Disini saya akan mengajarkan bagaimana cara melihat suatu peluang dan membedakan mana yang disebut peluang dan mana yang hanya suatu pekerjaan yang menghasilkan uang namun menyita waktu kita.

Berikut saya berikan beberapa langkah-langkah awal sebagai persiapan kita memulai suatu usaha.

Lankah 1#, Catat apa impian-impian ANDA, keinginan-keinginan ANDA dan tetapkan target kapan ANDA ingin hal itu terwujud.
Semua orang ingin bahagia, dan sebagian besar berfikir untuk mepunyai suatu kebahagiaan diperlukan uang untuk menunjangnya. Siapa yang tidak ingin punya rumah mewah, punya mobil mewah, dan cukup uang untuk membeli kebutuhan-kebutuhan dalam hidup (Kesehatan, Keamanan dan Kenyamanan). Kalaupun ANDA berfikir kita ANDA cukup dengan apa yang sudah ANDA punya saat ini lalu untuk apa ANDA membaca artikel ini? Lebih baik keluar dari topik bacaan ini.

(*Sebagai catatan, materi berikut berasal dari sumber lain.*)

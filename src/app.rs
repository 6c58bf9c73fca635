use axum::{
    extract::DefaultBodyLimit,
    http::{header, Method},
    middleware as axum_middleware,
    routing::get,
    Json, Router,
};
use serde_json::json;
use tower_http::{
    cors::{Any, CorsLayer},
    limit::RequestBodyLimitLayer,
    trace::TraceLayer,
};
use utoipa::OpenApi;
use utoipa_swagger_ui::SwaggerUi;

use crate::api;
use crate::middleware::{auth_middleware, AppState};
use crate::openapi::ApiDoc;

// Резервные копии приходят одним JSON-документом
const MAX_BODY_BYTES: usize = 50 * 1024 * 1024;

/// Собирает полный роутер приложения
pub fn build_router(state: AppState) -> Router {
    let cors = CorsLayer::new()
        .allow_origin(Any)
        .allow_methods([
            Method::GET,
            Method::POST,
            Method::PUT,
            Method::DELETE,
            Method::PATCH,
            Method::OPTIONS,
        ])
        .allow_headers([header::AUTHORIZATION, header::CONTENT_TYPE, header::ACCEPT]);

    Router::new()
        .route("/", get(root))
        .route("/health", get(health_check))
        .merge(SwaggerUi::new("/swagger-ui").url("/api-docs/openapi.json", ApiDoc::openapi()))
        .nest("/api/v1", api::routes())
        .layer(axum_middleware::from_fn_with_state(
            state.clone(),
            auth_middleware,
        ))
        .layer(DefaultBodyLimit::disable())
        .layer(RequestBodyLimitLayer::new(MAX_BODY_BYTES))
        .layer(TraceLayer::new_for_http())
        .layer(cors)
        .with_state(state)
}

async fn root() -> Json<serde_json::Value> {
    Json(json!({
        "name": "RentFlow API",
        "version": env!("CARGO_PKG_VERSION"),
        "description": "Backend API for RentFlow - rental property management"
    }))
}

async fn health_check() -> Json<serde_json::Value> {
    Json(json!({
        "status": "ok",
        "timestamp": chrono::Utc::now().to_rfc3339()
    }))
}

#[cfg(test)]
mod tests {
    use std::sync::Arc;

    use axum::{
        body::{to_bytes, Body},
        http::{Request, StatusCode},
    };
    use chrono::{Datelike, Utc};
    use regex::Regex;
    use rust_decimal::Decimal;
    use serde_json::{json, Value};
    use tower::ServiceExt;

    use super::*;
    use crate::services::auth_service::test_config;
    use crate::store::MemoryStore;

    fn test_app() -> Router {
        build_router(AppState::new(Arc::new(MemoryStore::new()), test_config()))
    }

    async fn send(
        app: &Router,
        method: Method,
        uri: &str,
        token: Option<&str>,
        body: Option<Value>,
    ) -> (StatusCode, Value) {
        let mut builder = Request::builder().method(method).uri(uri);
        if let Some(token) = token {
            builder = builder.header(header::AUTHORIZATION, format!("Bearer {token}"));
        }
        let request = match body {
            Some(body) => builder
                .header(header::CONTENT_TYPE, "application/json")
                .body(Body::from(body.to_string()))
                .unwrap(),
            None => builder.body(Body::empty()).unwrap(),
        };

        let response = app.clone().oneshot(request).await.unwrap();
        let status = response.status();
        let bytes = to_bytes(response.into_body(), usize::MAX).await.unwrap();
        let value = if bytes.is_empty() {
            Value::Null
        } else {
            serde_json::from_slice(&bytes).unwrap_or(Value::Null)
        };
        (status, value)
    }

    async fn register(app: &Router) -> String {
        let (status, body) = send(
            app,
            Method::POST,
            "/api/v1/auth/register",
            None,
            Some(json!({
                "username": "landlord",
                "email": "landlord@example.com",
                "password": "secret-password"
            })),
        )
        .await;
        assert_eq!(status, StatusCode::OK);
        body["access_token"].as_str().unwrap().to_string()
    }

    fn decimal(value: &Value) -> Decimal {
        let text = match value {
            Value::String(s) => s.clone(),
            other => other.to_string(),
        };
        tokio_test::assert_ok!(text.parse::<Decimal>())
    }

    #[tokio::test]
    async fn test_health_is_public() {
        let app = test_app();
        let (status, body) = send(&app, Method::GET, "/health", None, None).await;
        assert_eq!(status, StatusCode::OK);
        assert_eq!(body["status"], "ok");
    }

    #[tokio::test]
    async fn test_currencies_are_public() {
        let app = test_app();
        let (status, body) = send(&app, Method::GET, "/api/v1/currencies", None, None).await;
        assert_eq!(status, StatusCode::OK);
        let currencies = body["currencies"].as_array().unwrap();
        assert_eq!(currencies.len(), 8);
        assert!(currencies
            .iter()
            .any(|c| c["code"] == "XOF" && c["symbol"] == "CFA"));
    }

    #[tokio::test]
    async fn test_protected_routes_require_token() {
        let app = test_app();
        let (status, body) = send(&app, Method::GET, "/api/v1/tenants", None, None).await;
        assert_eq!(status, StatusCode::UNAUTHORIZED);
        assert_eq!(body["success"], false);
        assert_eq!(body["error"]["code"], "UNAUTHORIZED");

        let (status, _) =
            send(&app, Method::GET, "/api/v1/dashboard", Some("not-a-token"), None).await;
        assert_eq!(status, StatusCode::UNAUTHORIZED);
    }

    #[tokio::test]
    async fn test_unknown_payment_returns_not_found() {
        let app = test_app();
        let token = register(&app).await;
        let uri = format!("/api/v1/payments/{}/mark-paid", uuid::Uuid::new_v4());

        let (status, body) = send(&app, Method::PUT, &uri, Some(&token), None).await;
        assert_eq!(status, StatusCode::NOT_FOUND);
        assert_eq!(body["error"]["code"], "NOT_FOUND");
        assert_eq!(body["error"]["message"], "Payment not found");
    }

    #[tokio::test]
    async fn test_tenant_without_phone_is_rejected() {
        let app = test_app();
        let token = register(&app).await;

        let (status, body) = send(
            &app,
            Method::POST,
            "/api/v1/tenants",
            Some(&token),
            Some(json!({ "name": "No Phone", "phone": "" })),
        )
        .await;
        assert_eq!(status, StatusCode::UNPROCESSABLE_ENTITY);
        assert_eq!(body["error"]["code"], "VALIDATION_ERROR");
    }

    #[tokio::test]
    async fn test_rent_collection_flow() {
        let app = test_app();
        let token = register(&app).await;
        let today = Utc::now().date_naive();

        let (status, property) = send(
            &app,
            Method::POST,
            "/api/v1/properties",
            Some(&token),
            Some(json!({ "address": "12 Rue Carnot, Dakar", "monthly_rent": "1200" })),
        )
        .await;
        assert_eq!(status, StatusCode::OK);
        assert_eq!(property["status"], "available");
        let property_id = property["id"].as_str().unwrap().to_string();

        let (status, tenant) = send(
            &app,
            Method::POST,
            "/api/v1/tenants",
            Some(&token),
            Some(json!({
                "name": "Awa Diop",
                "phone": "+221771234567",
                "property_id": property_id,
                "start_date": "2024-01-01",
                "monthly_rent": "1200"
            })),
        )
        .await;
        assert_eq!(status, StatusCode::OK);
        assert_eq!(tenant["months_paid"], 0);
        let tenant_id = tenant["id"].as_str().unwrap().to_string();

        let (_, property) = send(
            &app,
            Method::GET,
            &format!("/api/v1/properties/{property_id}"),
            Some(&token),
            None,
        )
        .await;
        assert_eq!(property["status"], "occupied");

        let (status, history) = send(
            &app,
            Method::GET,
            &format!("/api/v1/tenants/{tenant_id}/history"),
            Some(&token),
            None,
        )
        .await;
        assert_eq!(status, StatusCode::OK);
        let history = history.as_array().unwrap();
        assert_eq!(history.len(), 1);
        assert_eq!(history[0]["action"], "moved_in");

        let (status, payment) = send(
            &app,
            Method::POST,
            "/api/v1/payments",
            Some(&token),
            Some(json!({
                "tenant_id": tenant_id,
                "property_id": property_id,
                "month": today.month(),
                "year": today.year(),
                "amount": "1200",
                "due_date": today.to_string()
            })),
        )
        .await;
        assert_eq!(status, StatusCode::OK);
        assert_eq!(payment["status"], "pending");
        let payment_id = payment["id"].as_str().unwrap().to_string();

        let (_, dashboard) = send(&app, Method::GET, "/api/v1/dashboard", Some(&token), None).await;
        assert_eq!(dashboard["pending_payments"], 1);
        assert_eq!(decimal(&dashboard["monthly_revenue"]), Decimal::ZERO);

        let (status, paid) = send(
            &app,
            Method::PUT,
            &format!("/api/v1/payments/{payment_id}/mark-paid"),
            Some(&token),
            None,
        )
        .await;
        assert_eq!(status, StatusCode::OK);
        assert_eq!(paid["status"], "paid");
        assert_eq!(paid["paid_date"], today.to_string());

        let (status, receipt) = send(
            &app,
            Method::POST,
            "/api/v1/receipts",
            Some(&token),
            Some(json!({ "tenant_id": tenant_id, "payment_id": payment_id })),
        )
        .await;
        assert_eq!(status, StatusCode::OK);
        let number = receipt["receipt_number"].as_str().unwrap();
        assert!(Regex::new(r"^REC-\d{6}-\d{4}$").unwrap().is_match(number));
        assert!(number.ends_with("-0001"));
        assert_eq!(decimal(&receipt["amount"]), Decimal::new(1200, 0));
        assert_eq!(receipt["months_paid_total"], 1);
        assert_eq!(receipt["currency"], "XOF");
        assert_eq!(receipt["currency_symbol"], "CFA");
        assert_eq!(receipt["tenant_name"], "Awa Diop");

        let (_, dashboard) = send(&app, Method::GET, "/api/v1/dashboard", Some(&token), None).await;
        assert_eq!(dashboard["total_properties"], 1);
        assert_eq!(dashboard["total_tenants"], 1);
        assert_eq!(dashboard["pending_payments"], 0);
        assert_eq!(decimal(&dashboard["monthly_revenue"]), Decimal::new(1200, 0));
        assert_eq!(decimal(&dashboard["occupancy_rate"]), Decimal::ONE_HUNDRED);
        assert_eq!(dashboard["currency"], "XOF");

        let (_, receipts) = send(
            &app,
            Method::GET,
            &format!("/api/v1/receipts/tenant/{tenant_id}"),
            Some(&token),
            None,
        )
        .await;
        assert_eq!(receipts.as_array().unwrap().len(), 1);
    }

    #[tokio::test]
    async fn test_backup_restores_into_fresh_instance() {
        let source = test_app();
        let token = register(&source).await;
        send(
            &source,
            Method::POST,
            "/api/v1/properties",
            Some(&token),
            Some(json!({ "address": "5 Avenue Bourguiba", "monthly_rent": "800" })),
        )
        .await;
        send(
            &source,
            Method::PUT,
            "/api/v1/settings",
            Some(&token),
            Some(json!({ "currency": "EUR" })),
        )
        .await;

        let (status, snapshot) = send(&source, Method::GET, "/api/v1/backup", Some(&token), None).await;
        assert_eq!(status, StatusCode::OK);
        assert_eq!(snapshot["total_records"]["properties"], 1);

        let target = test_app();
        let token = register(&target).await;
        let (status, summary) = send(
            &target,
            Method::POST,
            "/api/v1/restore",
            Some(&token),
            Some(snapshot.clone()),
        )
        .await;
        assert_eq!(status, StatusCode::OK);
        assert_eq!(summary["restored_records"]["properties"], 1);
        assert_eq!(summary["settings_restored"], true);

        // Повторное восстановление ничего не дублирует
        let (_, summary) =
            send(&target, Method::POST, "/api/v1/restore", Some(&token), Some(snapshot)).await;
        assert_eq!(summary["restored_records"]["properties"], 0);

        let (_, properties) = send(&target, Method::GET, "/api/v1/properties", Some(&token), None).await;
        assert_eq!(properties.as_array().unwrap().len(), 1);
        let (_, settings) = send(&target, Method::GET, "/api/v1/settings", Some(&token), None).await;
        assert_eq!(settings["currency"], "EUR");
    }
}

Langkah 2#, flashback dan mari kita berhitung.
Kenapa mesti Flashback dan apa yang mesti dihitung? Flashback disini bertujuan untuk mengingat dan menghitung apa yang sudah kita punya. Baik dalam hal materi atau dalam hal kemampuan kita (pengembangan diri). Dan Yang mesti dihitung disini dimaksudkan untuk supaya kita dapat menilai sejauh mana kemampuan kita untuk melangkah menjadi Usahawan.

Yuk kita berhitung!

Pertama, coba ingat dan hitung semua sumber pendapatan anda. Pendapatan pasti atau gaji anda tiap bulan, pendapatan sampingan, dan sumber pendapatan lain tiap bulan. Jika anda merasa kesulitan bagaimana cara yang efektif mencatat dan menghiting semua? Anda bisa mendownload format pencatatannya.


Jika sudah berhasil mendownload.
Jawab beberapa pertanyaan berikut!
  1. Berapa penghasilan anda tiap Bulan? (Tulis saja untuk perbandingan dan acuan menghitung)
  2. Sekarang Coba Bagi 30 Hari! Berapa rata-rata pendapatan per harinya!
  3. Jika sudah, bagi nilai efektifitas jika dibagi 24 jam! Berapa nilai pendapatan per jamnya!
  4. Nah, yang terpenting sekarang, bandingkan jika pendapatan perjam anda bernilai 3x lipat nilai jawaban No. 3 jika dikali 24 dan dikalikan 30 hari?
Lumayan besar kan? Dan yang mesti dijadikan jawabannya adalah bagaimana meningkatkan nilai efektifitas pendapatan perjamnya? Dengan mengingat prinsip “WAKTU ADALAH UANG”.